Stored items

------------------------------------------------

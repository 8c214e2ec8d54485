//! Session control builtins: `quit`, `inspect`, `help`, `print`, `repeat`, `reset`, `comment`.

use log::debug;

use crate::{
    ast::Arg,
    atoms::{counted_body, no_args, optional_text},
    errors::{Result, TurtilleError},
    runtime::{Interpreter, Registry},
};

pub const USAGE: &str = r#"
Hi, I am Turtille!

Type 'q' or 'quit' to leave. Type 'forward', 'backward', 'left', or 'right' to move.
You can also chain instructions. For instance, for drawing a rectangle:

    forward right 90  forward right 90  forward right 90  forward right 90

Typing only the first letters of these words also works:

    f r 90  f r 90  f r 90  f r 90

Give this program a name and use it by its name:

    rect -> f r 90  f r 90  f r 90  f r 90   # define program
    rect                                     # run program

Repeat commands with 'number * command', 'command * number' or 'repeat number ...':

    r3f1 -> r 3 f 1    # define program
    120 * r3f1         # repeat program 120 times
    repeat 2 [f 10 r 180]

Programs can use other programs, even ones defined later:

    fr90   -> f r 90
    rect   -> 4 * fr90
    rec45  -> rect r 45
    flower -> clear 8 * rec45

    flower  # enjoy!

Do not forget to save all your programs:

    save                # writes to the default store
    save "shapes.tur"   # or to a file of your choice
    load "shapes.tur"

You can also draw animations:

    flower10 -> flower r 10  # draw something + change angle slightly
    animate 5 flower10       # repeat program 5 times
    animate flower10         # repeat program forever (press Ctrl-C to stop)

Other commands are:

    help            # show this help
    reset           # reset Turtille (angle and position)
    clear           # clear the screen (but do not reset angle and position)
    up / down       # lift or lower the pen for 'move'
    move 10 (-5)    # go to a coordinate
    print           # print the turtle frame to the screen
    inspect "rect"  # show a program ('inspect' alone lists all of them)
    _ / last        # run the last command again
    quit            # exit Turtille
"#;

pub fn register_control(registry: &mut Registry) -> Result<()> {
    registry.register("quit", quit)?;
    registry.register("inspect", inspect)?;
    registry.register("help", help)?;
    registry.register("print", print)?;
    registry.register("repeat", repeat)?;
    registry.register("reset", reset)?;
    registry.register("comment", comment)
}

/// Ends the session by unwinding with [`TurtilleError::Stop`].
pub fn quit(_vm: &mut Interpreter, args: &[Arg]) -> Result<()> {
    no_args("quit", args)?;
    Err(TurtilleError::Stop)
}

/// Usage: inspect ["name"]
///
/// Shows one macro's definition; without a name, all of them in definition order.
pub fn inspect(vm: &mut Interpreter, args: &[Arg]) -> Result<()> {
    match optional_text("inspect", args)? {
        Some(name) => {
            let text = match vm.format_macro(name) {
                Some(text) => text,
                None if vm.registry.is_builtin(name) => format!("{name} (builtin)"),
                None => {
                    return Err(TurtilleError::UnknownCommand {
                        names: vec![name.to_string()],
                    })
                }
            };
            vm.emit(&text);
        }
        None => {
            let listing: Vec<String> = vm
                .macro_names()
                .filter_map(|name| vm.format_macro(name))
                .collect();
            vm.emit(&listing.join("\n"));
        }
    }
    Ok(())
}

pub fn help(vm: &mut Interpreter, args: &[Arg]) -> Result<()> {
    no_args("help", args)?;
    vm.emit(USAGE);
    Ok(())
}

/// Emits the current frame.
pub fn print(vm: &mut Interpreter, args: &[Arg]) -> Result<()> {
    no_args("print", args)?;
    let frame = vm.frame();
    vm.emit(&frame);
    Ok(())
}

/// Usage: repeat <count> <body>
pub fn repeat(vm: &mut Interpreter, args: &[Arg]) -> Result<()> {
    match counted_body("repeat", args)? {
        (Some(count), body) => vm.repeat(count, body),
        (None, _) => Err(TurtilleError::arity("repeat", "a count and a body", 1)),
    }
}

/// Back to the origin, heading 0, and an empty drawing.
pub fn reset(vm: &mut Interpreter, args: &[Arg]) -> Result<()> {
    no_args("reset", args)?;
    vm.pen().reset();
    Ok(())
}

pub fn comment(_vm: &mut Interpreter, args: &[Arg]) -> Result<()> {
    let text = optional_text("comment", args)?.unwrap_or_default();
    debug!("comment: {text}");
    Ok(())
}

------------------------------------------------

> **DESCRIPTION OF THE TASK**: Retype the portion of the data above that starts on the line with "the current frame." and finishes on the line with "pub fn comment(_vm: &mut", including both of those lines.

> **EXPECTED OUTPUT**:
/// Emits the current frame.
pub fn print(vm: &mut Interpreter, args: &[Arg]) -> Result<()> {
    no_args("print", args)?;
    let frame = vm.frame();
    vm.emit(&frame);
    Ok(())
}

/// Usage: repeat <count> <body>
pub fn repeat(vm: &mut Interpreter, args: &[Arg]) -> Result<()> {
    match counted_body("repeat", args)? {
        (Some(count), body) => vm.repeat(count, body),
        (None, _) => Err(TurtilleError::arity("repeat", "a count and a body", 1)),
    }
}

/// Back to the origin, heading 0, and an empty drawing.
pub fn reset(vm: &mut Interpreter, args: &[Arg]) -> Result<()> {
    no_args("reset", args)?;
    vm.pen().reset();
    Ok(())
}

pub fn comment(_vm: &mut Interpreter, args: &[Arg]) -> Result<()> {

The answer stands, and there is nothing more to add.